What is needed
From the records below, set down exactly the lines starting with the line that contains "pub fn level_secs(&self)" and going on through the line that contains "let label = if". Nothing else is wanted.
Material provided below:
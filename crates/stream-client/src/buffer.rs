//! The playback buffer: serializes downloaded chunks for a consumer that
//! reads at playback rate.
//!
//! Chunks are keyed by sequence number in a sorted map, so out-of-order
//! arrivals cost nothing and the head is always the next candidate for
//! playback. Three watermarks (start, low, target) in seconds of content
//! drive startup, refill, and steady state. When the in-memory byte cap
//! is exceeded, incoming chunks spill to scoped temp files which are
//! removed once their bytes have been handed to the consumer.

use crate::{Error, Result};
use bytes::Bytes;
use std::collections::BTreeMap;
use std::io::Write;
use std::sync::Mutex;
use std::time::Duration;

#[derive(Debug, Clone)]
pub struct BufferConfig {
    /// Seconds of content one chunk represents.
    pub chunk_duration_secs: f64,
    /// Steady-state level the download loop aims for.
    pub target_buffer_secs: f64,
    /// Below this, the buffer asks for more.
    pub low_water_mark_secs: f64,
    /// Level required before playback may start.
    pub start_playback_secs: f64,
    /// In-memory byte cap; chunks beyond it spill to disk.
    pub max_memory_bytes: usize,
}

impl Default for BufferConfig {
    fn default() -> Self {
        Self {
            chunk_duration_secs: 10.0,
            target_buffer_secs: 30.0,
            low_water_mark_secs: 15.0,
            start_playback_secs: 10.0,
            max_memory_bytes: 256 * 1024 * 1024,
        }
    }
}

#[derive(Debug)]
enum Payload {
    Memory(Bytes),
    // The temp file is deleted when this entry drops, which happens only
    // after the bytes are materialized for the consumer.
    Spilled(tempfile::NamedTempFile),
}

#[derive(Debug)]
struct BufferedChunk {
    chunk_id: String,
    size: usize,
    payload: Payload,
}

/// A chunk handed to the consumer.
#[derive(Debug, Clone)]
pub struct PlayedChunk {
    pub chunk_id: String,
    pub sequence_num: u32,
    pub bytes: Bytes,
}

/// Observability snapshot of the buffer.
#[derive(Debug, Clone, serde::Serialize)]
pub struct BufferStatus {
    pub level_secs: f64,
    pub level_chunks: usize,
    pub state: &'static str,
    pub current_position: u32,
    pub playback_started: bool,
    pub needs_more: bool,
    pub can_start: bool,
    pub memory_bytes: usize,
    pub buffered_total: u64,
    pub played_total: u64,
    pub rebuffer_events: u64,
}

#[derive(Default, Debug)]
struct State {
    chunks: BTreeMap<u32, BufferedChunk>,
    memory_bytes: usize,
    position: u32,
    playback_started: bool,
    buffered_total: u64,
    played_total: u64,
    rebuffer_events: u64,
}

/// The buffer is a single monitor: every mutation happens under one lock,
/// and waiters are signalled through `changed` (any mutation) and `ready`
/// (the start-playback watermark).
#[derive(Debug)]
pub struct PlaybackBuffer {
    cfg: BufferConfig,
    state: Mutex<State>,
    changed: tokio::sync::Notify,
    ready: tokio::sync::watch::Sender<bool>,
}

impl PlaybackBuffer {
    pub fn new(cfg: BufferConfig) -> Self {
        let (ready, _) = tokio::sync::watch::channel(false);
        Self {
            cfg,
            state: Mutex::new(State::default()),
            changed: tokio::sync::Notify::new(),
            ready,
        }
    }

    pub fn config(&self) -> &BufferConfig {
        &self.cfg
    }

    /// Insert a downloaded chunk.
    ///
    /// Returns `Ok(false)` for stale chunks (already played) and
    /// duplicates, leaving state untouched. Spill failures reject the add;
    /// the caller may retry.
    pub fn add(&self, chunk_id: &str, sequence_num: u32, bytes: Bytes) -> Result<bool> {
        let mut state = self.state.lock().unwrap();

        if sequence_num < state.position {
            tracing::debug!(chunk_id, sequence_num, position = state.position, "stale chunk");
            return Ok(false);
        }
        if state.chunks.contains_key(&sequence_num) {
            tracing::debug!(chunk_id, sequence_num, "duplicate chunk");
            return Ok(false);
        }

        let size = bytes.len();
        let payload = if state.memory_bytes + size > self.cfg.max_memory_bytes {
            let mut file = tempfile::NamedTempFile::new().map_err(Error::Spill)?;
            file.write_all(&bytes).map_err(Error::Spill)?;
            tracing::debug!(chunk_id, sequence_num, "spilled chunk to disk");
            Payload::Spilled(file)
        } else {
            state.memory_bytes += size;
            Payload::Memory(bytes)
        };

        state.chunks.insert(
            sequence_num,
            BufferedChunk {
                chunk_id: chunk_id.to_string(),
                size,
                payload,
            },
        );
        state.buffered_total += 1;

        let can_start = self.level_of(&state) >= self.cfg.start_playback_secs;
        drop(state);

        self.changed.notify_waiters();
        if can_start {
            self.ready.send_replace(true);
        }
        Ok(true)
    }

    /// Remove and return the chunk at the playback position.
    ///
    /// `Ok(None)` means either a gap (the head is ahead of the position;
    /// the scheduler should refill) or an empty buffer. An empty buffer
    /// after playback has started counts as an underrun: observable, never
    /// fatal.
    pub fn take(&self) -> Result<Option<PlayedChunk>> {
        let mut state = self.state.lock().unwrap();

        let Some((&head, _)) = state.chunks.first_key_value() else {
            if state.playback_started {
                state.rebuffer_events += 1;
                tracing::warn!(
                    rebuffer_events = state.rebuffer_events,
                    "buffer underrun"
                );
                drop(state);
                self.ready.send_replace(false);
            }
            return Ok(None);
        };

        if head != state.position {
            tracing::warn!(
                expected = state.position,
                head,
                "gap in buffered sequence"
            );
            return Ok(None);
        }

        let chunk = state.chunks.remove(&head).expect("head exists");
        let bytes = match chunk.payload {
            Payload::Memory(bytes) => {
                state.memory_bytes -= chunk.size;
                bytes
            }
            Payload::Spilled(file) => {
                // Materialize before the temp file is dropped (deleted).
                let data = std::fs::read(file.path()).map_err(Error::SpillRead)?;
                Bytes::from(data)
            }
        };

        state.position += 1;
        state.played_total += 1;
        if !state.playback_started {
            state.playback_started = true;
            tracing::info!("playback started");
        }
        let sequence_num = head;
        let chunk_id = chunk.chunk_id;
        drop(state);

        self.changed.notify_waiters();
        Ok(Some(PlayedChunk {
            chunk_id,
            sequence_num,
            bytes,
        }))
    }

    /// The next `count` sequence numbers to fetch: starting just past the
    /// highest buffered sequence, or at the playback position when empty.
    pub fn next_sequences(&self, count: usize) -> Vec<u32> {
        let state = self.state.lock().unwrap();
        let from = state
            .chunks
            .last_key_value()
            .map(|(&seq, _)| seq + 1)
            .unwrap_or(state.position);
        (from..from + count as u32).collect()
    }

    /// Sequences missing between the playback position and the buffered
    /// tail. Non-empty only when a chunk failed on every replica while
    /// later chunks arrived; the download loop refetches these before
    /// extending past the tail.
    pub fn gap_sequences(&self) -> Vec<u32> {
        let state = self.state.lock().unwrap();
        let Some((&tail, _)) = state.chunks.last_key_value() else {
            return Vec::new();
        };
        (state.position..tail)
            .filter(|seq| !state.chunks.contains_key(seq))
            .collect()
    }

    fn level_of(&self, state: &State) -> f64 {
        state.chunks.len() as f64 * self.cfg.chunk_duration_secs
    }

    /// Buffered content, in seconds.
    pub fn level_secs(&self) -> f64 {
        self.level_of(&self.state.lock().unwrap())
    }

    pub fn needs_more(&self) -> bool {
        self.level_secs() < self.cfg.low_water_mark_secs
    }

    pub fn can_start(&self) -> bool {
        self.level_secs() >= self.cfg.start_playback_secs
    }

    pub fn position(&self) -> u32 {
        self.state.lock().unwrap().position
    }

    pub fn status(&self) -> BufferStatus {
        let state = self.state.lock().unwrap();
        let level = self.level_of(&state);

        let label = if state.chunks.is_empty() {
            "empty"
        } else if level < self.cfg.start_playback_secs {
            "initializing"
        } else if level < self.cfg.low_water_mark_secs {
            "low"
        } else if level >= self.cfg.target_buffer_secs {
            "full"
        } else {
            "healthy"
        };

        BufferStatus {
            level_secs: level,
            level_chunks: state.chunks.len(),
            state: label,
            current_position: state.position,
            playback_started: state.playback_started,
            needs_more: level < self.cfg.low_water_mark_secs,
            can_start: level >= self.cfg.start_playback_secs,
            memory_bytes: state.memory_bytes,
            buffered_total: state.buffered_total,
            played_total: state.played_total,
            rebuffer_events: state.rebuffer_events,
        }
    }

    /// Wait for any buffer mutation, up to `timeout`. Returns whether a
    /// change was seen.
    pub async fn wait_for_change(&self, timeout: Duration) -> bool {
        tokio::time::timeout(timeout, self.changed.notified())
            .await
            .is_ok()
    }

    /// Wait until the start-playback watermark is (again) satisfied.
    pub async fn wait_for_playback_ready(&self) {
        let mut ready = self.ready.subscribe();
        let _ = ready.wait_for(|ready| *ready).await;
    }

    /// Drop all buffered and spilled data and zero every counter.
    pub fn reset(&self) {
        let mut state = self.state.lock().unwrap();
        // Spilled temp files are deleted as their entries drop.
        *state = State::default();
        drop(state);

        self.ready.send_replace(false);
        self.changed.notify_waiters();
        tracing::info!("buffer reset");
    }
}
End of Material provided.
Material provided below:
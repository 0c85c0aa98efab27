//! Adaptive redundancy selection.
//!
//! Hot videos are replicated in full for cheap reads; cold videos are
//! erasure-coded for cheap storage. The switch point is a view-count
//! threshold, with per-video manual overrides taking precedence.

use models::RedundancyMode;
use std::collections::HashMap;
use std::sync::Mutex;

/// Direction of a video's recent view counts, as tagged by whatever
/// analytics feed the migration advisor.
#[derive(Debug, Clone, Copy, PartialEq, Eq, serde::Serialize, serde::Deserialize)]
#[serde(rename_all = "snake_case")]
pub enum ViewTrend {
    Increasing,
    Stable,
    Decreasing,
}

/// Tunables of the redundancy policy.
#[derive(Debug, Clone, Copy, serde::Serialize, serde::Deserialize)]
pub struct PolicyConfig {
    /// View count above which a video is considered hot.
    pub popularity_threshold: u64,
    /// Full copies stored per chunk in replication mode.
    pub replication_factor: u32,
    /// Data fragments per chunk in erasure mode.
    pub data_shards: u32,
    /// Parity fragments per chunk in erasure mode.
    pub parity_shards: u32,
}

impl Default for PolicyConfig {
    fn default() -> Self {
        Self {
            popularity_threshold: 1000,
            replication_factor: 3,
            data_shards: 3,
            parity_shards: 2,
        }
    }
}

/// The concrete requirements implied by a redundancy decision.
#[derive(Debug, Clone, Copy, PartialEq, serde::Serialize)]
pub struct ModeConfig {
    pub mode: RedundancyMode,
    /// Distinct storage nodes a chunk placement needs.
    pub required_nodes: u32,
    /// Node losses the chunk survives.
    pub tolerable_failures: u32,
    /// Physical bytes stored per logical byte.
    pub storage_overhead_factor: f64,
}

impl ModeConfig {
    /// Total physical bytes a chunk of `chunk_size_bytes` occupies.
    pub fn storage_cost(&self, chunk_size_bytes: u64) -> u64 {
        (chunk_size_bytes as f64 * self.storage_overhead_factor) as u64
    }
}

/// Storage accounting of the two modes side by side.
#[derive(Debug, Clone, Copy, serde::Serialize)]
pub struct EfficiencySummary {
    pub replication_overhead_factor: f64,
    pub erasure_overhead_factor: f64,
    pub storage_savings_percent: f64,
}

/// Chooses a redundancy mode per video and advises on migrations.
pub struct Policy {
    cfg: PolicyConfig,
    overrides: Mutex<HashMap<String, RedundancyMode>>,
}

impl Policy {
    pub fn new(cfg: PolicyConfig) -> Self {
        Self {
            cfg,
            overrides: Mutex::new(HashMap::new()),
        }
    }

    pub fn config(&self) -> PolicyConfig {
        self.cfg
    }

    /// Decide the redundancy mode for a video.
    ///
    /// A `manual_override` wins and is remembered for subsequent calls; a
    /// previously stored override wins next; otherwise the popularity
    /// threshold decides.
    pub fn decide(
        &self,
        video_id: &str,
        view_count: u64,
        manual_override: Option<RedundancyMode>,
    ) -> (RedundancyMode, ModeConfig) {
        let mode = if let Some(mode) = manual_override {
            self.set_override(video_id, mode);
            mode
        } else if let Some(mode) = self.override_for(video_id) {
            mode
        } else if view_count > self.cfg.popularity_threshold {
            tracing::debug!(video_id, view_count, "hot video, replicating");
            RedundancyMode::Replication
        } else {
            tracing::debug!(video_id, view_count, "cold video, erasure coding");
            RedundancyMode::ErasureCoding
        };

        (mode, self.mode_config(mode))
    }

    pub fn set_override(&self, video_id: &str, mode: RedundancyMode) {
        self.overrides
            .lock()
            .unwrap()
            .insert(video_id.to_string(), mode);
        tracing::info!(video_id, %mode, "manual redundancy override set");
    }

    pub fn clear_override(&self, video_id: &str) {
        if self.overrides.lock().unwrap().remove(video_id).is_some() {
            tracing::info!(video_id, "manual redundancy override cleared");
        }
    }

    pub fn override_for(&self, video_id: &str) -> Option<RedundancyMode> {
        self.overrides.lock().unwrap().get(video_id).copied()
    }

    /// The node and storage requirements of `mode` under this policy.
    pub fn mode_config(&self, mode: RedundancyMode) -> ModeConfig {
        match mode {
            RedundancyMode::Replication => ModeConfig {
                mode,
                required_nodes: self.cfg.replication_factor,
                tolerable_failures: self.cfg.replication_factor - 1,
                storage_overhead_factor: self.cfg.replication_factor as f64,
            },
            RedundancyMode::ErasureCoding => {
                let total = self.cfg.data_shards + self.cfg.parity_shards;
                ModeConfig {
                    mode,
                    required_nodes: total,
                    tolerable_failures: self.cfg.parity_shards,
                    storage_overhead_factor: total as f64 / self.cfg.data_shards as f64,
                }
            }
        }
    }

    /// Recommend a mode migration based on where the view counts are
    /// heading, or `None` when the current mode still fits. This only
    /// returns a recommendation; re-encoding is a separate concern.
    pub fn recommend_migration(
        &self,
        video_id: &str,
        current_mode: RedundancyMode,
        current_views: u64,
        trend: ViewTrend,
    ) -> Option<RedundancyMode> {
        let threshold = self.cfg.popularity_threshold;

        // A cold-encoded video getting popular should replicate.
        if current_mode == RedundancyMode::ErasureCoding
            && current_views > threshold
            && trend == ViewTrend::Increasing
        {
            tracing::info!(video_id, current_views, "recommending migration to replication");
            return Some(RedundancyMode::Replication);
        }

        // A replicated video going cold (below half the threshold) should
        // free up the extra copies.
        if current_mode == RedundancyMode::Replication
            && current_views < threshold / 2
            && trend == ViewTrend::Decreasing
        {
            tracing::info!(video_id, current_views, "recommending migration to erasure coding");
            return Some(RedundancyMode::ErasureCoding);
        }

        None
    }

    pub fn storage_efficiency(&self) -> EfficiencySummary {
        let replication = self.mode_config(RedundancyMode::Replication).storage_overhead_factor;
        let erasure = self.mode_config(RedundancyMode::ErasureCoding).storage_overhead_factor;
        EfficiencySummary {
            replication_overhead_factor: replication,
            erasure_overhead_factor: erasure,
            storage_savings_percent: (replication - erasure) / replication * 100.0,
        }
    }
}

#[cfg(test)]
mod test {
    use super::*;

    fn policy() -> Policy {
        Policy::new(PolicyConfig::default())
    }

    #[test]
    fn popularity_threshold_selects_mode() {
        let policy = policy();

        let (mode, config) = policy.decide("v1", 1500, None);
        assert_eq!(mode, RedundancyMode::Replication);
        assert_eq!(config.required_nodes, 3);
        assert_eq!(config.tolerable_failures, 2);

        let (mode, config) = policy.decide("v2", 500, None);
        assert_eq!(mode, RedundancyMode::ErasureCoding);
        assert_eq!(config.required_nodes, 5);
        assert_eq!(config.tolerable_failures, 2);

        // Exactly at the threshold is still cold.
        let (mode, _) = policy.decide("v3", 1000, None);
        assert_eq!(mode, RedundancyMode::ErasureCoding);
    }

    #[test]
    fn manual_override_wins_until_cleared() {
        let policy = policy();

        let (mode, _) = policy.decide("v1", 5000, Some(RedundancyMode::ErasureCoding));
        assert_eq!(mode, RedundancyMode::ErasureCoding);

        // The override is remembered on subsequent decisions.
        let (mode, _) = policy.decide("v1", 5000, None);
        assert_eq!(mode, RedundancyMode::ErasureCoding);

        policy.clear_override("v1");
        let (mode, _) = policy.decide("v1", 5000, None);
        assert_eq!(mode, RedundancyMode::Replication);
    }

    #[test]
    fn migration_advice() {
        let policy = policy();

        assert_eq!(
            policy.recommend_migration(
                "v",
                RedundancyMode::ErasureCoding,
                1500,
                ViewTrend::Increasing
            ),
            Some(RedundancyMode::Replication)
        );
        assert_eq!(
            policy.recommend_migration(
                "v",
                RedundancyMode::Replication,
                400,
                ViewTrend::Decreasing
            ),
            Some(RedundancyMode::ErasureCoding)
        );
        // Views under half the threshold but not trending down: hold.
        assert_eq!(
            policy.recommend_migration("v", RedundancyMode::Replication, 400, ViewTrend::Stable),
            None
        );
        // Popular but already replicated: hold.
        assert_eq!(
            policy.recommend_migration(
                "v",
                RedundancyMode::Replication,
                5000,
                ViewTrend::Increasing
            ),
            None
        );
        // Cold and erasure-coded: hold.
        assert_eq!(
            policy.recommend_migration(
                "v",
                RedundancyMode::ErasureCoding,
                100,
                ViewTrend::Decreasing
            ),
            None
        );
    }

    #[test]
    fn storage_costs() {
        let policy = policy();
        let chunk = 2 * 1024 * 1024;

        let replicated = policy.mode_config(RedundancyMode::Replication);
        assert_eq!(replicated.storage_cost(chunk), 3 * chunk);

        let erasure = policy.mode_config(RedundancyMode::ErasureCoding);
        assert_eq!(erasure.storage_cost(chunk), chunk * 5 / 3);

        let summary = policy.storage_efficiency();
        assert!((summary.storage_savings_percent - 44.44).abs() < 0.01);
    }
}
End of Material provided.
Material provided below:
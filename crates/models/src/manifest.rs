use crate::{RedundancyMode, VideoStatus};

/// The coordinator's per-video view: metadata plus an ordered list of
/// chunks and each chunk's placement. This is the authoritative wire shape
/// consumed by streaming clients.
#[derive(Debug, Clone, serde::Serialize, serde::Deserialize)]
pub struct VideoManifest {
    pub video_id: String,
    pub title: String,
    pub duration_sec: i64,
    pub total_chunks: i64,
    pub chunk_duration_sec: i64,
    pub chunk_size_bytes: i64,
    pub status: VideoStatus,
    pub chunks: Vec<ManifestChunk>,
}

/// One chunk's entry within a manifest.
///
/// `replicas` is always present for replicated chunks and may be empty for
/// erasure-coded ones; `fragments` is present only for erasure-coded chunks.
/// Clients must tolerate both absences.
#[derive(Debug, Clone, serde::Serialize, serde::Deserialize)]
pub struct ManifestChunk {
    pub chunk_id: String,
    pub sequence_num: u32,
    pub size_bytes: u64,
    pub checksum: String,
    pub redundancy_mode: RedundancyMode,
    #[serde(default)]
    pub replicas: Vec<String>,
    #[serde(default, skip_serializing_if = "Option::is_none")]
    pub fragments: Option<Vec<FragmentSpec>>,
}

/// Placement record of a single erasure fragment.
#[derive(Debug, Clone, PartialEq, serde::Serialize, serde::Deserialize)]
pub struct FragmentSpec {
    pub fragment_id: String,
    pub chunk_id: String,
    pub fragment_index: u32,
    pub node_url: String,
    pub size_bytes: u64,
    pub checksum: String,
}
End of Material provided.
Exercise result
    pub fn level_secs(&self) -> f64 {
        self.level_of(&self.state.lock().unwrap())
    }

    pub fn needs_more(&self) -> bool {
        self.level_secs() < self.cfg.low_water_mark_secs
    }

    pub fn can_start(&self) -> bool {
        self.level_secs() >= self.cfg.start_playback_secs
    }

    pub fn position(&self) -> u32 {
        self.state.lock().unwrap().position
    }

    pub fn status(&self) -> BufferStatus {
        let state = self.state.lock().unwrap();
        let level = self.level_of(&state);

        let label = if state.chunks.is_empty() {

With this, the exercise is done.